MISSION TUITION (www.missiontuition.com): Cardiff through Mission Tuition has built one of the largest merchant shopping networks in America consisting of all the top name merchants; offering in-store savings and coupon savings with local, regional and national merchants throughout America. With each purchase members earn rebates which goes directly into their educational savings account. Our Tax-Free educational savings program provides a platform for families to start an "educational savings" program that encourages regular and daily use of the program. The Mission Tuition program helps families save for college. Mission Tuition encourages members to contribute to their educational savings with contribution from work, family members or just rebates generated by online and in- store purchases. The Mission Tuition program leverages the two biggest economic forces in society –– consumer spent and the cost of education –– to create the most unique value-added rewards program in decades. Cardiff’s missiontuition.com helps solve a real need for America's families – saving for your child's college education.
WE THREE, LLC (D/B/A AFFORDABLE HOUSING INITIATIVE) (“AHI”): AHI is located in Maryville, Tennessee.
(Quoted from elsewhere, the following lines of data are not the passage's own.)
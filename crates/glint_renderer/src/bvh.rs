//! Bounding Volume Hierarchy (BVH) acceleration structure.
//!
//! Nodes live in a flat arena and refer to each other and to scene surfaces
//! by index. Both construction and traversal run off explicit work-stacks,
//! so deep or unbalanced trees cannot overflow the call stack.

use glint_math::{Aabb, Ray};

use crate::hittable::{Hittable, Intersection};
use crate::scene::{Scene, SurfaceId};

/// Default maximum number of surfaces per leaf.
pub const DEFAULT_LEAF_SIZE: usize = 4;

/// Index of the root node in the arena.
const ROOT: usize = 0;

/// BVH node - either a branch with two children or a leaf with surfaces.
#[derive(Debug, Clone)]
pub enum BvhNode {
    /// Internal node; `bbox` is the union of both children's boxes.
    Branch { bbox: Aabb, left: usize, right: usize },
    /// Leaf node; `bbox` is the union of its surfaces' boxes.
    Leaf { bbox: Aabb, surfaces: Vec<SurfaceId> },
}

impl BvhNode {
    #[inline]
    pub fn bbox(&self) -> &Aabb {
        match self {
            BvhNode::Branch { bbox, .. } | BvhNode::Leaf { bbox, .. } => bbox,
        }
    }
}

/// Binary BVH over the surfaces of a [`Scene`].
///
/// Immutable once built; queries take `&self` and can run from any number
/// of threads.
#[derive(Debug, Clone, Default)]
pub struct Bvh {
    nodes: Vec<BvhNode>,
}

impl Bvh {
    /// Build a BVH over every surface in `scene`.
    ///
    /// Nodes holding more than `leaf_size` surfaces are split at the mean
    /// surface position along the longest axis of their box. A split that
    /// would leave one side empty ends the subdivision instead.
    pub fn build(scene: &Scene, leaf_size: usize) -> Self {
        let leaf_size = leaf_size.max(1);
        let all: Vec<SurfaceId> = scene.surface_ids().collect();
        if all.is_empty() {
            return Self::default();
        }

        let mut nodes = vec![leaf(scene, all)];
        let mut work = vec![ROOT];

        while let Some(index) = work.pop() {
            let BvhNode::Leaf { bbox, surfaces } = &nodes[index] else {
                continue;
            };
            if surfaces.len() <= leaf_size {
                continue;
            }

            let axis = bbox.longest_axis();
            let mean = surfaces
                .iter()
                .map(|&id| scene.surface(id).position()[axis])
                .sum::<f32>()
                / surfaces.len() as f32;

            let (left, right): (Vec<SurfaceId>, Vec<SurfaceId>) = surfaces
                .iter()
                .copied()
                .partition(|&id| scene.surface(id).position()[axis] < mean);
            if left.is_empty() || right.is_empty() {
                continue;
            }

            let bbox = *bbox;
            let left_index = nodes.len();
            let right_index = left_index + 1;
            nodes.push(leaf(scene, left));
            nodes.push(leaf(scene, right));
            nodes[index] = BvhNode::Branch {
                bbox,
                left: left_index,
                right: right_index,
            };

            work.push(left_index);
            work.push(right_index);
        }

        let bvh = Self { nodes };
        log::debug!(
            "BVH built: {} nodes, {} leaves, depth {}",
            bvh.node_count(),
            bvh.leaf_count(),
            bvh.depth()
        );
        bvh
    }

    /// Nearest surface hit by `ray` within `max_dist`.
    pub fn intersect<'s>(
        &self,
        scene: &'s Scene,
        ray: &Ray,
        max_dist: f32,
    ) -> Option<Intersection<'s>> {
        let root = self.nodes.first()?;
        let t_root = root.bbox().intersects(ray, max_dist)?;

        let mut closest = None;
        let mut budget = max_dist;
        let mut stack = Vec::with_capacity(64);
        stack.push((ROOT, t_root));

        while let Some((index, t_enter)) = stack.pop() {
            if t_enter > budget {
                continue;
            }

            match &self.nodes[index] {
                BvhNode::Leaf { surfaces, .. } => {
                    for &id in surfaces {
                        let surface = scene.surface(id);
                        if let Some(hit) = surface.intersect(ray, budget) {
                            budget = hit.t;
                            closest = Some(Intersection { hit, surface });
                        }
                    }
                }
                BvhNode::Branch { left, right, .. } => {
                    self.push_children(&mut stack, ray, budget, *left, *right);
                }
            }
        }

        closest
    }

    /// Is anything hit by `ray` closer than `max_dist`?
    ///
    /// Stops at the first hit found; used for shadow rays.
    pub fn occluded(&self, scene: &Scene, ray: &Ray, max_dist: f32) -> bool {
        let Some(root) = self.nodes.first() else {
            return false;
        };
        let Some(t_root) = root.bbox().intersects(ray, max_dist) else {
            return false;
        };

        let mut stack = Vec::with_capacity(64);
        stack.push((ROOT, t_root));

        while let Some((index, _)) = stack.pop() {
            match &self.nodes[index] {
                BvhNode::Leaf { surfaces, .. } => {
                    let blocked = surfaces.iter().any(|&id| {
                        scene
                            .surface(id)
                            .intersect(ray, max_dist)
                            .is_some_and(|hit| hit.t < max_dist)
                    });
                    if blocked {
                        return true;
                    }
                }
                BvhNode::Branch { left, right, .. } => {
                    self.push_children(&mut stack, ray, max_dist, *left, *right);
                }
            }
        }

        false
    }

    /// Push the children whose boxes `ray` enters, nearer child last so it
    /// is visited first.
    #[inline]
    fn push_children(
        &self,
        stack: &mut Vec<(usize, f32)>,
        ray: &Ray,
        budget: f32,
        left: usize,
        right: usize,
    ) {
        let l = self.nodes[left].bbox().intersects(ray, budget);
        let r = self.nodes[right].bbox().intersects(ray, budget);

        match (l, r) {
            (Some(tl), Some(tr)) => {
                if tl <= tr {
                    stack.push((right, tr));
                    stack.push((left, tl));
                } else {
                    stack.push((left, tl));
                    stack.push((right, tr));
                }
            }
            (Some(tl), None) => stack.push((left, tl)),
            (None, Some(tr)) => stack.push((right, tr)),
            (None, None) => {}
        }
    }

    /// All nodes; the root is the first one.
    pub fn nodes(&self) -> &[BvhNode] {
        &self.nodes
    }

    pub fn is_empty(&self) -> bool {
        self.nodes.is_empty()
    }

    pub fn node_count(&self) -> usize {
        self.nodes.len()
    }

    pub fn leaf_count(&self) -> usize {
        self.nodes
            .iter()
            .filter(|n| matches!(n, BvhNode::Leaf { .. }))
            .count()
    }

    /// Number of nodes on the longest root-to-leaf path.
    pub fn depth(&self) -> usize {
        if self.nodes.is_empty() {
            return 0;
        }

        let mut deepest = 0;
        let mut stack = vec![(ROOT, 1)];
        while let Some((index, depth)) = stack.pop() {
            deepest = deepest.max(depth);
            if let BvhNode::Branch { left, right, .. } = &self.nodes[index] {
                stack.push((*left, depth + 1));
                stack.push((*right, depth + 1));
            }
        }
        deepest
    }
}

fn leaf(scene: &Scene, surfaces: Vec<SurfaceId>) -> BvhNode {
    let bbox = surfaces.iter().fold(Aabb::EMPTY, |acc, &id| {
        Aabb::union(&acc, &scene.surface(id).bounding_box())
    });
    BvhNode::Leaf { bbox, surfaces }
}

#[cfg(test)]
mod tests {
    use super::*;
    use crate::{Plane, Sphere, Triangle};
    use glint_core::{CameraSettings, Material};
    use glint_math::Vec3;
    use rand::rngs::StdRng;
    use rand::{Rng, SeedableRng};

    fn random_scene(rng: &mut StdRng, count: usize) -> Scene {
        let mut scene = Scene::new(4, 4, CameraSettings::default());
        for _ in 0..count {
            let center = Vec3::new(
                rng.gen_range(-20.0..20.0),
                rng.gen_range(-20.0..20.0),
                rng.gen_range(-20.0..20.0),
            );
            let radius = rng.gen_range(0.2..1.5);
            scene.add_surface(Sphere::new(center, radius, Material::default()));
        }
        scene
    }

    fn random_ray(rng: &mut StdRng) -> Ray {
        let origin = Vec3::new(
            rng.gen_range(-25.0..25.0),
            rng.gen_range(-25.0..25.0),
            rng.gen_range(-25.0..25.0),
        );
        let target = Vec3::new(
            rng.gen_range(-10.0..10.0),
            rng.gen_range(-10.0..10.0),
            rng.gen_range(-10.0..10.0),
        );
        Ray::new(origin, target - origin)
    }

    /// Reference answer: test every surface.
    fn brute_force(scene: &Scene, ray: &Ray) -> Option<(SurfaceId, f32)> {
        scene
            .surface_ids()
            .filter_map(|id| scene.surface(id).intersect(ray, f32::INFINITY).map(|h| (id, h.t)))
            .min_by(|a, b| a.1.total_cmp(&b.1))
    }

    #[test]
    fn test_bvh_empty() {
        let scene = Scene::new(4, 4, CameraSettings::default());
        let bvh = Bvh::build(&scene, DEFAULT_LEAF_SIZE);

        assert!(bvh.is_empty());
        assert_eq!(bvh.depth(), 0);
        let ray = Ray::new(Vec3::ZERO, Vec3::Z);
        assert!(bvh.intersect(&scene, &ray, f32::INFINITY).is_none());
        assert!(!bvh.occluded(&scene, &ray, f32::INFINITY));
    }

    #[test]
    fn test_bvh_single_sphere() {
        let mut scene = Scene::new(4, 4, CameraSettings::default());
        scene.add_surface(Sphere::new(Vec3::new(0.0, 0.0, -1.0), 0.5, Material::default()));
        let bvh = Bvh::build(&scene, DEFAULT_LEAF_SIZE);

        // Should create a single leaf
        assert_eq!(bvh.node_count(), 1);
        assert!(matches!(bvh.nodes()[0], BvhNode::Leaf { .. }));

        let ray = Ray::new(Vec3::ZERO, -Vec3::Z);
        let found = bvh.intersect(&scene, &ray, f32::INFINITY).unwrap();
        assert!((found.hit.t - 0.5).abs() < 1e-5);
    }

    #[test]
    fn test_bvh_multiple_spheres() {
        let mut scene = Scene::new(4, 4, CameraSettings::default());
        for i in 0..10 {
            scene.add_surface(Sphere::new(
                Vec3::new(i as f32, 0.0, -5.0),
                0.5,
                Material::default(),
            ));
        }
        let bvh = Bvh::build(&scene, 2);
        assert!(bvh.node_count() > 1);

        // Ray that hits the sphere at x=5
        let ray = Ray::new(Vec3::new(5.0, 0.0, 0.0), -Vec3::Z);
        let found = bvh.intersect(&scene, &ray, f32::INFINITY).unwrap();

        // Hit point should be near z = -4.5 (sphere at z=-5, radius 0.5)
        assert!((found.hit.point.z - (-4.5)).abs() < 0.01);
        assert_eq!(found.surface.position(), Vec3::new(5.0, 0.0, -5.0));
    }

    #[test]
    fn test_bvh_boxes_contain_descendants() {
        let mut rng = StdRng::seed_from_u64(42);
        let mut scene = random_scene(&mut rng, 200);
        scene.add_surface(Plane::new(Vec3::new(0.0, -25.0, 0.0), Vec3::Y, Material::default()));
        scene.add_surface(Triangle::new(
            [Vec3::ZERO, Vec3::new(0.0, 3.0, 0.0), Vec3::new(3.0, 0.0, 1.0)],
            Material::default(),
        ));

        let bvh = Bvh::build(&scene, DEFAULT_LEAF_SIZE);
        assert!(bvh.leaf_count() > 1);

        let mut seen = 0;
        for node in bvh.nodes() {
            match node {
                BvhNode::Branch { bbox, left, right } => {
                    assert!(bbox.engulfs(bvh.nodes()[*left].bbox()));
                    assert!(bbox.engulfs(bvh.nodes()[*right].bbox()));
                }
                BvhNode::Leaf { bbox, surfaces } => {
                    assert!(!surfaces.is_empty());
                    for &id in surfaces {
                        assert!(bbox.engulfs(&scene.surface(id).bounding_box()));
                    }
                    seen += surfaces.len();
                }
            }
        }

        // Every surface lands in exactly one leaf
        assert_eq!(seen, scene.surfaces().len());
    }

    #[test]
    fn test_bvh_matches_brute_force() {
        let mut rng = StdRng::seed_from_u64(1234);
        let scene = random_scene(&mut rng, 150);
        let bvh = Bvh::build(&scene, DEFAULT_LEAF_SIZE);

        let mut hits = 0;
        for _ in 0..500 {
            let ray = random_ray(&mut rng);
            let expected = brute_force(&scene, &ray);
            let found = bvh.intersect(&scene, &ray, f32::INFINITY);

            match (expected, found) {
                (None, None) => {}
                (Some((_, t)), Some(found)) => {
                    assert!((found.hit.t - t).abs() < 1e-4);
                    hits += 1;
                }
                (e, f) => panic!("brute force {e:?} vs bvh {:?}", f.map(|f| f.hit)),
            }
        }
        assert!(hits > 0);
    }

    #[test]
    fn test_bvh_coincident_positions_terminate() {
        // All surfaces share one position: the mean split can't separate them
        let mut scene = Scene::new(4, 4, CameraSettings::default());
        for i in 1..=20 {
            scene.add_surface(Sphere::new(Vec3::ZERO, i as f32, Material::default()));
        }

        let bvh = Bvh::build(&scene, DEFAULT_LEAF_SIZE);
        assert_eq!(bvh.node_count(), 1);
        assert_eq!(bvh.depth(), 1);
    }

    #[test]
    fn test_bvh_tangent_ray_in_box_face() {
        let mut scene = Scene::new(4, 4, CameraSettings::default());
        scene.add_surface(Sphere::new(Vec3::ZERO, 1.0, Material::default()));
        let bvh = Bvh::build(&scene, DEFAULT_LEAF_SIZE);

        // Grazes the sphere at (1, 0, 0) while running along the box face x = 1
        let ray = Ray::new(Vec3::new(1.0, -5.0, 0.0), Vec3::Y);
        let (_, expected) = brute_force(&scene, &ray).unwrap();
        let found = bvh.intersect(&scene, &ray, f32::INFINITY).unwrap();
        assert!((found.hit.t - expected).abs() < 1e-5);
        assert!((expected - 5.0).abs() < 1e-5);
    }

    #[test]
    fn test_bvh_respects_max_dist() {
        let mut scene = Scene::new(4, 4, CameraSettings::default());
        scene.add_surface(Sphere::new(Vec3::new(0.0, 0.0, -10.0), 1.0, Material::default()));
        let bvh = Bvh::build(&scene, DEFAULT_LEAF_SIZE);

        let ray = Ray::new(Vec3::ZERO, -Vec3::Z);
        assert!(bvh.intersect(&scene, &ray, 5.0).is_none());
        assert!(bvh.intersect(&scene, &ray, 20.0).is_some());

        assert!(!bvh.occluded(&scene, &ray, 5.0));
        assert!(bvh.occluded(&scene, &ray, 20.0));
    }
}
AHI acquires both mobile homes and mobile home parks offering an alternative to traditional housing. Their mobile home business is a popular option for a homeowner wishing to avoid large down payments, expensive maintenance costs, monthly mortgage payments and high property taxes. If bad credit is an issue preventing people from purchasing a traditional house, AHI will provide a financial leasing option with "O" interest on the lease providing a "lease to own" option for their family home. Most homes are 3 bedroom/2bath homes making the dream of owning a home possible.
ROMEO'S NY PIZZA, INC.: Romeo's NY Pizza - Established in Paterson, New Jersey in 1945. Romeo's NY Pizza makes authentic NY pizza, making their dough in-house, using the finest cheese and ingredients available. No soggy crust or watered down pizza sauce, only the best. They also serve Chicken Wings, Philly Steak Subs, Calzones and Salads. Romeo's NY Pizza is currently in negotiations to open a "quick serve" Romeo's location in the Hartfield International Airport in Atlanta.
EDGE VIEW PROPERTIES LLC: Edge View Properties consists of 30 prime acres of land; 23.5 acres zoned MDR (Medium Density Residential) with 12 lots already platted and 48 lots zoned HDR (High Density Residential), 4 acres of dedicated river front property zoned for recreation on the Salmon River, Idaho's premier whitewater river and 2.5 acres zoned for commercial use. All land is in the city limits of Salmon and adjacent to the Frank church Wilderness Park (the largest wilderness park in the lower 48 states).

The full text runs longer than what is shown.